Tuesday, March 30, 2010

Plan for Tomorrow's A ride from Dorking

Dear All

As there seems to be an alarming consensus among the weather pundits that it is going to be wet tomorrow, I am proposing only a modest A group ride from Dorking tomorrow. The plan is therefore to venture no further south than Lamb's Green and to keep our heads out of the clouds. I hope that this will not be thought too timorous. I hope to make up for it on the next ride from Dorking on 9 June!

Don't forget your capes.


Thursday, March 25, 2010

The Story of Heaven and Hell

Albert again posted my photo so I suppose I have to tell you another story:
You read about the suicide bombers who create so much loss of life and the victims are all Innocent people. These suicide people are called radicalised, means their minds are brain washed. How it's done is they are offered entry into heaven where it is said they are looked after by beautiful women and there are rivers of wine as compared to the hell where the life is terrible. Now it means there is Heaven and Hell. Even other religions also preach. We are told good people go to heaven, bad people go to Hell when they die.

The story is Once a very popular politician, I forgot his name, after his death he went up in front of God and as he done some good work in life. The God told him that he could choose either Heaven or Hell. He said before I make a choice I like to see both places. He was first shown heaven, which was all peaceful calm no big house of common debates, he asked about newspapers, no papers as there was no bad things happening so no newspapers. He asked to be shown the Hell, The guide took him to the Hell. The Satan open the door, what he saw really amazed him there were lot of singing, dancing strikes people milling around more gay than Piccadilly circus lot of news stands selling Times, Daily Mail and lot of other papers.

He said to the Satan back on the earth we are all told the opposite of what it is here. Satan said, you see there are majority of do-good-er there they are all preaching for Heaven when I try to tell different, they all say "Don't listen to Satan, he cannot be trusted. So nobody believes me and now you have seen with your own eyes. He said good job I have seen if I had made my choice with seeing this it would have been terrible. So he told the messenger to go back I have made my choice. As soon the door closed the the scene changed completely. He was set upon beaten up dragged. He said to Satan what is this. Satan said the previous scene was the show case only for visitors Now you have made your choice and you are the immigrant now you get what is here. In life good and honest thing are all peaceful the bad things initially seems good the end results are always bad I hope the story is ???????

Mark Roy.

Wednesday, March 24, 2010

B Group March 24th

Spring has certainly sprung! What a glorious sunny day it was and warm as well - by the end of the day most of us were probably envious of Les who must have known something and was sporting his blue shorts for the first time this year! The sunshine had also brought out a horde of cyclists for today's ride - there were 20 of us in B Group!! (Judy, Liz, Stephanie, Terry, Brian, Johns G & S, Roger, Robin, Cliff, Mick, Bob, Ray, Philip, Eddy, Les, Godfrey, Frank, Ian and me - Gill) Given the large number the aim was to separate into two groups with Terry acting as Assistant Leader for the second group in order to make a break for passing traffic. This worked better in the afternoon than in the morning when Robin punctured at the foot of Egham Hill and Terry ended up leading the puncture party of himself, Robin and Godfrey while the rest of us continued on our way.

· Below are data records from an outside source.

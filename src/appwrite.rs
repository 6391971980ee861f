// ABOUTME: Client factory and typed REST surface for the Appwrite-compatible backend platform
// ABOUTME: Admin clients carry the service API key, session clients carry an end-user session secret

use reqwest::{Method, RequestBuilder};
use serde::de::DeserializeOwned;
use serde::Deserialize;
use serde_json::{json, Value};
use thiserror::Error;

use crate::config::Config;

#[derive(Debug, Error)]
pub enum PlatformError {
    #[error("request failed: {0}")]
    Transport(#[from] reqwest::Error),
    #[error("platform returned {status}: {message}")]
    Api { status: u16, message: String },
    #[error("unexpected response shape: {0}")]
    Decode(String),
}

impl PlatformError {
    /// The platform rejected a create because the record already exists.
    pub fn is_conflict(&self) -> bool {
        matches!(self, PlatformError::Api { status: 409, .. })
    }
}

#[derive(Debug, Deserialize)]
struct ApiErrorBody {
    message: String,
}

fn api_error(status: u16, body: &str) -> PlatformError {
    let message = serde_json::from_str::<ApiErrorBody>(body)
        .map(|e| e.message)
        .unwrap_or_else(|_| body.to_string());
    PlatformError::Api { status, message }
}

/// Email token issued by the platform; the secret itself goes to the user's inbox.
#[derive(Debug, Deserialize)]
pub struct Token {
    #[serde(rename = "userId")]
    pub user_id: String,
}

#[derive(Debug, Deserialize)]
pub struct Session {
    #[serde(rename = "$id")]
    pub id: String,
    pub secret: String,
}

#[derive(Debug, Deserialize)]
pub struct Account {
    #[serde(rename = "$id")]
    pub id: String,
    pub email: String,
}

#[derive(Debug, Deserialize)]
pub struct DocumentList<T> {
    pub total: u64,
    pub documents: Vec<T>,
}

#[derive(Debug, Deserialize)]
pub struct StoredFile {
    #[serde(rename = "$id")]
    pub id: String,
    pub name: String,
    #[serde(rename = "sizeOriginal")]
    pub size_original: u64,
}

/// A single query filter, serialized into the platform's JSON query syntax.
#[derive(Debug, Clone)]
pub struct Query(Value);

impl Query {
    pub fn equal(attribute: &str, value: &str) -> Self {
        Self(json!({"method": "equal", "attribute": attribute, "values": [value]}))
    }

    pub fn equal_any(attribute: &str, values: &[String]) -> Self {
        Self(json!({"method": "equal", "attribute": attribute, "values": values}))
    }

    /// Substring match on strings, membership on array attributes.
    pub fn contains(attribute: &str, value: &str) -> Self {
        Self(json!({"method": "contains", "attribute": attribute, "values": [value]}))
    }

    pub fn or(queries: Vec<Query>) -> Self {
        let values: Vec<Value> = queries.into_iter().map(|q| q.0).collect();
        Self(json!({"method": "or", "values": values}))
    }

    pub fn order_asc(attribute: &str) -> Self {
        Self(json!({"method": "orderAsc", "attribute": attribute}))
    }

    pub fn order_desc(attribute: &str) -> Self {
        Self(json!({"method": "orderDesc", "attribute": attribute}))
    }

    pub fn limit(count: u32) -> Self {
        Self(json!({"method": "limit", "values": [count]}))
    }

    pub(crate) fn encode(&self) -> String {
        self.0.to_string()
    }
}

enum Auth {
    Key(String),
    Session(String),
}

/// One client per request; construction is cheap and holds no cross-request state.
pub struct Client {
    http: reqwest::Client,
    endpoint: String,
    project: String,
    auth: Auth,
}

/// Client holding the long-lived service credentials. Account issuance and
/// cross-user lookups only; never use it for reads the platform should
/// access-control per user.
pub fn create_admin_client(config: &Config) -> Client {
    Client::new(config, Auth::Key(config.api_key.clone()))
}

/// Client scoped to the end-user session secret read from the cookie.
pub fn create_session_client(config: &Config, secret: &str) -> Client {
    Client::new(config, Auth::Session(secret.to_string()))
}

impl Client {
    fn new(config: &Config, auth: Auth) -> Self {
        Self {
            http: reqwest::Client::new(),
            endpoint: config.endpoint.clone(),
            project: config.project.clone(),
            auth,
        }
    }

    fn request(&self, method: Method, path: &str) -> RequestBuilder {
        let url = format!("{}{}", self.endpoint, path);
        let builder = self
            .http
            .request(method, url)
            .header("x-appwrite-project", &self.project);
        match &self.auth {
            Auth::Key(key) => builder.header("x-appwrite-key", key),
            Auth::Session(secret) => builder.header("x-appwrite-session", secret),
        }
    }

    async fn send<T: DeserializeOwned>(&self, request: RequestBuilder) -> Result<T, PlatformError> {
        let response = request.send().await?;
        let status = response.status();
        if !status.is_success() {
            let body = response.text().await.unwrap_or_default();
            return Err(api_error(status.as_u16(), &body));
        }
        response
            .json::<T>()
            .await
            .map_err(|e| PlatformError::Decode(e.to_string()))
    }

    async fn send_empty(&self, request: RequestBuilder) -> Result<(), PlatformError> {
        let response = request.send().await?;
        let status = response.status();
        if !status.is_success() {
            let body = response.text().await.unwrap_or_default();
            return Err(api_error(status.as_u16(), &body));
        }
        Ok(())
    }

    // Account operations

    /// Ask the platform to email a one-time passcode. Creates an unregistered
    /// account placeholder when the email has never been seen.
    pub async fn create_email_token(&self, email: &str) -> Result<Token, PlatformError> {
        let body = json!({"userId": "unique()", "email": email});
        self.send(self.request(Method::POST, "/account/tokens/email").json(&body))
            .await
    }

    /// Exchange an account id and emailed passcode for a session.
    pub async fn create_session(
        &self,
        account_id: &str,
        secret: &str,
    ) -> Result<Session, PlatformError> {
        let body = json!({"userId": account_id, "secret": secret});
        self.send(self.request(Method::POST, "/account/sessions/token").json(&body))
            .await
    }

    /// Resolve the account behind this client's session secret.
    pub async fn get_account(&self) -> Result<Account, PlatformError> {
        self.send(self.request(Method::GET, "/account")).await
    }

    pub async fn delete_current_session(&self) -> Result<(), PlatformError> {
        self.send_empty(self.request(Method::DELETE, "/account/sessions/current"))
            .await
    }

    // Document operations

    fn documents_path(&self, database_id: &str, collection_id: &str) -> String {
        format!(
            "/databases/{}/collections/{}/documents",
            urlencoding::encode(database_id),
            urlencoding::encode(collection_id)
        )
    }

    fn document_path(&self, database_id: &str, collection_id: &str, document_id: &str) -> String {
        format!(
            "{}/{}",
            self.documents_path(database_id, collection_id),
            urlencoding::encode(document_id)
        )
    }

    pub async fn create_document<T: DeserializeOwned>(
        &self,
        database_id: &str,
        collection_id: &str,
        data: &Value,
    ) -> Result<T, PlatformError> {
        let body = json!({"documentId": "unique()", "data": data});
        let path = self.documents_path(database_id, collection_id);
        self.send(self.request(Method::POST, &path).json(&body)).await
    }

    pub async fn list_documents<T: DeserializeOwned>(
        &self,
        database_id: &str,
        collection_id: &str,
        queries: &[Query],
    ) -> Result<DocumentList<T>, PlatformError> {
        let params: Vec<(&str, String)> =
            queries.iter().map(|q| ("queries[]", q.encode())).collect();
        let path = self.documents_path(database_id, collection_id);
        self.send(self.request(Method::GET, &path).query(&params)).await
    }

    pub async fn update_document<T: DeserializeOwned>(
        &self,
        database_id: &str,
        collection_id: &str,
        document_id: &str,
        data: &Value,
    ) -> Result<T, PlatformError> {
        let body = json!({"data": data});
        let path = self.document_path(database_id, collection_id, document_id);
        self.send(self.request(Method::PATCH, &path).json(&body)).await
    }

    pub async fn delete_document(
        &self,
        database_id: &str,
        collection_id: &str,
        document_id: &str,
    ) -> Result<(), PlatformError> {
        let path = self.document_path(database_id, collection_id, document_id);
        self.send_empty(self.request(Method::DELETE, &path)).await
    }

    // Storage operations

    pub async fn create_file(
        &self,
        bucket_id: &str,
        file_name: &str,
        bytes: Vec<u8>,
        content_type: &str,
    ) -> Result<StoredFile, PlatformError> {
        let part = reqwest::multipart::Part::bytes(bytes)
            .file_name(file_name.to_string())
            .mime_str(content_type)?;
        let form = reqwest::multipart::Form::new()
            .text("fileId", "unique()")
            .part("file", part);
        let path = format!("/storage/buckets/{}/files", urlencoding::encode(bucket_id));
        self.send(self.request(Method::POST, &path).multipart(form)).await
    }

    pub async fn delete_file(&self, bucket_id: &str, file_id: &str) -> Result<(), PlatformError> {
        let path = format!(
            "/storage/buckets/{}/files/{}",
            urlencoding::encode(bucket_id),
            urlencoding::encode(file_id)
        );
        self.send_empty(self.request(Method::DELETE, &path)).await
    }

    /// URL the browser can render the stored bytes from.
    pub fn file_view_url(&self, bucket_id: &str, file_id: &str) -> String {
        format!(
            "{}/storage/buckets/{}/files/{}/view?project={}",
            self.endpoint,
            urlencoding::encode(bucket_id),
            urlencoding::encode(file_id),
            urlencoding::encode(&self.project)
        )
    }

    /// URL that forces a download of the stored bytes.
    pub fn file_download_url(&self, bucket_id: &str, file_id: &str) -> String {
        format!(
            "{}/storage/buckets/{}/files/{}/download?project={}",
            self.endpoint,
            urlencoding::encode(bucket_id),
            urlencoding::encode(file_id),
            urlencoding::encode(&self.project)
        )
    }
}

The lunch spot was The Fox and Castle at Old Windsor and our route took us out through Chertsey, along Ferry Lane to Penton Hook, to Thorpe and Egham, where we climbed Middle Hill as far as Parsonage Road. Here we cut across to Bond Street in Englefield Green but soon turned down Blay's Lane to join Wick Lane and do a loop past the Valley Gardens, Savill Gardens, ending up at Bishop's Gate. A speedy descent down Crimp Hill brought us to the pub. Opening specially for us (lunchtime opening doesn't start again until April), we soon had our orders taken and retired to the garden to enjoy the sunshine - a first for this year. Bob and Mick, however, seemed to spend most of the lunch break mending puncture no. 2 (Bob's). The Budget was on the TV in the pub and the announcement of a Road Tax for Cyclists by one of our group saw a few incredulous jaws drop before the grin of the perpetrator gave away the show!!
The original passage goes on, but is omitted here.